** Opening TASK INPUT block **

use std::collections::HashSet;

use crate::models::{Coordinates, Place, PointOfInterest, SiteRecord};
use crate::utils::html::escape_html;

use super::traits::SelectionTarget;

/// Visual category of a marker. Derived from data, never stored.
#[derive(Debug, Clone, Copy, PartialEq, Eq, Hash)]
pub enum MarkerCategory {
    Standard,
    Panoramic,
    Interior,
    Archive,
    Service,
}

impl MarkerCategory {
    pub fn css_class(&self) -> &'static str {
        match self {
            MarkerCategory::Standard => "monastery-marker",
            MarkerCategory::Panoramic => "view360-marker",
            MarkerCategory::Interior => "interior-marker",
            MarkerCategory::Archive => "archive-marker",
            MarkerCategory::Service => "service-marker",
        }
    }

    pub fn color(&self) -> &'static str {
        match self {
            MarkerCategory::Standard => "#ea580c",
            MarkerCategory::Panoramic => "#eab308",
            MarkerCategory::Interior => "#000000",
            MarkerCategory::Archive => "#2563eb",
            MarkerCategory::Service => "#16a34a",
        }
    }

    pub fn legend_label(&self) -> &'static str {
        match self {
            MarkerCategory::Standard => "Monastery",
            MarkerCategory::Panoramic => "360° View",
            MarkerCategory::Interior => "Interior",
            MarkerCategory::Archive => "Archive",
            MarkerCategory::Service => "Services",
        }
    }

    pub const ALL: [MarkerCategory; 5] = [
        MarkerCategory::Standard,
        MarkerCategory::Panoramic,
        MarkerCategory::Interior,
        MarkerCategory::Archive,
        MarkerCategory::Service,
    ];

    /// Inner HTML of the divIcon.
    pub fn icon_html(&self) -> String {
        format!(
            r#"<div class="marker-dot" style="background:{};width:16px;height:16px;border-radius:50%;border:2px solid #fff;box-shadow:0 1px 4px rgba(0,0,0,.4)"></div>"#,
            self.color()
        )
    }
}

/// Panoramic wins over interior; interior needs a probe hit.
pub fn classify_poi(poi: &PointOfInterest, interior_ids: &HashSet<i64>) -> MarkerCategory {
    if poi.has_embed() {
        MarkerCategory::Panoramic
    } else if interior_ids.contains(&poi.id) {
        MarkerCategory::Interior
    } else {
        MarkerCategory::Standard
    }
}

/// Drop a trailing district suffix such as " East Sikkim" or " Sikkim".
pub fn clean_display_name(name: &str) -> String {
    let trimmed = name.trim();
    let mut words: Vec<&str> = trimmed.split_whitespace().collect();

    if words.len() > 1 && words.last().map_or(false, |w| *w == "Sikkim") {
        words.pop();
        if words.len() > 1
            && words
                .last()
                .map_or(false, |w| matches!(*w, "North" | "South" | "East" | "West"))
        {
            words.pop();
        }
        return words.join(" ");
    }
    trimmed.to_string()
}

/// One marker ready for the widget.
#[derive(Debug, Clone, PartialEq)]
pub struct MarkerSpec {
    pub target: SelectionTarget,
    pub category: MarkerCategory,
    pub position: Coordinates,
    pub title: String,
    pub popup_html: String,
}

/// A fully derived marker set tagged with the data revision it was built from.
#[derive(Debug, Clone, PartialEq, Default)]
pub struct MarkerLayer {
    pub revision: u64,
    pub markers: Vec<MarkerSpec>,
    /// Records left out because their coordinates did not parse.
    pub skipped: usize,
}

impl MarkerLayer {
    pub fn count(&self, category: MarkerCategory) -> usize {
        self.markers.iter().filter(|m| m.category == category).count()
    }
}

fn popup_html(title: &str, text: &str, badge: &str) -> String {
    format!(
        r#"<div class="map-popup"><h3>{}</h3><p>{}</p>{}</div>"#,
        escape_html(title),
        escape_html(text),
        badge
    )
}

pub fn build_marker_layer(
    revision: u64,
    pois: &[PointOfInterest],
    archives: &[SiteRecord],
    services: &[SiteRecord],
    interior_ids: &HashSet<i64>,
) -> MarkerLayer {
    let mut layer = MarkerLayer {
        revision,
        ..Default::default()
    };

    for poi in pois {
        let Some(position) = poi.coordinates() else {
            layer.skipped += 1;
            continue;
        };
        let category = classify_poi(poi, interior_ids);
        let title = clean_display_name(&poi.name);
        let badge = if category == MarkerCategory::Panoramic {
            r#"<span class="badge-360">(360° view)</span>"#
        } else {
            ""
        };
        layer.markers.push(MarkerSpec {
            target: SelectionTarget::Monastery(poi.id),
            category,
            position,
            popup_html: popup_html(&title, &poi.short_description, badge),
            title,
        });
    }

    let sites = archives
        .iter()
        .map(|s| (s, MarkerCategory::Archive, SelectionTarget::Archive(s.id)))
        .chain(
            services
                .iter()
                .map(|s| (s, MarkerCategory::Service, SelectionTarget::Service(s.id))),
        );

    for (site, category, target) in sites {
        let Some(position) = site.coordinates() else {
            layer.skipped += 1;
            continue;
        };
        let badge = format!(r#"<span class="badge-kind">{}</span>"#, category.legend_label());
        layer.markers.push(MarkerSpec {
            target,
            category,
            position,
            title: site.name.clone(),
            popup_html: popup_html(&site.name, &site.long_description, &badge),
        });
    }

    layer
}

#[cfg(test)]
mod tests {
    use super::*;

    fn poi(id: i64, coords: &str, embed: &str) -> PointOfInterest {
        PointOfInterest {
            id,
            name: format!("Monastery {id} South Sikkim"),
            coordinates: coords.to_string(),
            map_url: String::new(),
            embed_html: embed.to_string(),
            short_description: "<script>alert(1)</script>".to_string(),
            long_description: String::new(),
            booking: None,
        }
    }

    fn site(id: i64, coords: &str) -> SiteRecord {
        SiteRecord {
            id,
            name: format!("Site {id}"),
            coordinates: coords.to_string(),
            long_description: "desc".to_string(),
            short_description: String::new(),
            description: String::new(),
            map_url: String::new(),
        }
    }

    #[test]
    fn iframe_embed_is_panoramic() {
        let p = poi(9, "27.313,88.605", r#"<iframe src="https://example.org/pano">"#);
        assert_eq!(classify_poi(&p, &HashSet::new()), MarkerCategory::Panoramic);
        // even when an interior asset exists
        assert_eq!(classify_poi(&p, &HashSet::from([9])), MarkerCategory::Panoramic);
    }

    #[test]
    fn probe_hit_is_interior_otherwise_standard() {
        let p = poi(42, "27.30,88.40", "");
        assert_eq!(classify_poi(&p, &HashSet::from([42])), MarkerCategory::Interior);
        assert_eq!(classify_poi(&p, &HashSet::new()), MarkerCategory::Standard);
    }

    #[test]
    fn cleans_district_suffixes() {
        assert_eq!(clean_display_name("Rumtek Monastery East Sikkim"), "Rumtek Monastery");
        assert_eq!(clean_display_name("Enchey Monastery  Sikkim "), "Enchey Monastery");
        assert_eq!(clean_display_name("Sikkim"), "Sikkim");
        assert_eq!(clean_display_name("North Sikkim"), "North");
        assert_eq!(clean_display_name("Dubdi Monastery"), "Dubdi Monastery");
    }

    #[test]
    fn layer_skips_malformed_and_escapes_popups() {
        let pois = vec![poi(1, "27.3,88.4", ""), poi(2, "oops", "")];
        let archives = vec![site(10, "27.33,88.61")];
        let services = vec![site(20, ""), site(21, "27.2,88.3")];
        let layer = build_marker_layer(3, &pois, &archives, &services, &HashSet::new());

        assert_eq!(layer.revision, 3);
        assert_eq!(layer.markers.len(), 3);
        assert_eq!(layer.skipped, 2);
        assert_eq!(layer.count(MarkerCategory::Archive), 1);
        assert_eq!(layer.count(MarkerCategory::Service), 1);
        assert_eq!(layer.markers[0].title, "Monastery 1");
        assert!(layer.markers[0].popup_html.contains("&lt;script&gt;"));
        assert!(!layer.markers[0].popup_html.contains("<script>"));
    }

    #[test]
    fn archive_categories_ignore_embed_content() {
        let mut archive = site(10, "27.33,88.61");
        archive.long_description = "<iframe>".to_string();
        let layer = build_marker_layer(1, &[], &[archive], &[], &HashSet::new());
        assert_eq!(layer.markers[0].category, MarkerCategory::Archive);
        assert_eq!(layer.markers[0].target, SelectionTarget::Archive(10));
    }

    #[test]
    fn building_twice_is_identical() {
        let pois = vec![poi(1, "27.3,88.4", "<iframe>")];
        let a = build_marker_layer(5, &pois, &[], &[], &HashSet::new());
        let b = build_marker_layer(5, &pois, &[], &[], &HashSet::new());
        assert_eq!(a, b);
    }
}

** Closing TASK INPUT block **

EXERCISE DIRECTIONS: Identify the lines of the entries containing the string "words". Copy each such line.

ANSWER BOX:
    let mut words: Vec<&str> = trimmed.split_whitespace().collect();
    if words.len() > 1 && words.last().map_or(false, |w| *w == "Sikkim") {
        words.pop();
        if words.len() > 1
            && words
            words.pop();
        return words.join(" ");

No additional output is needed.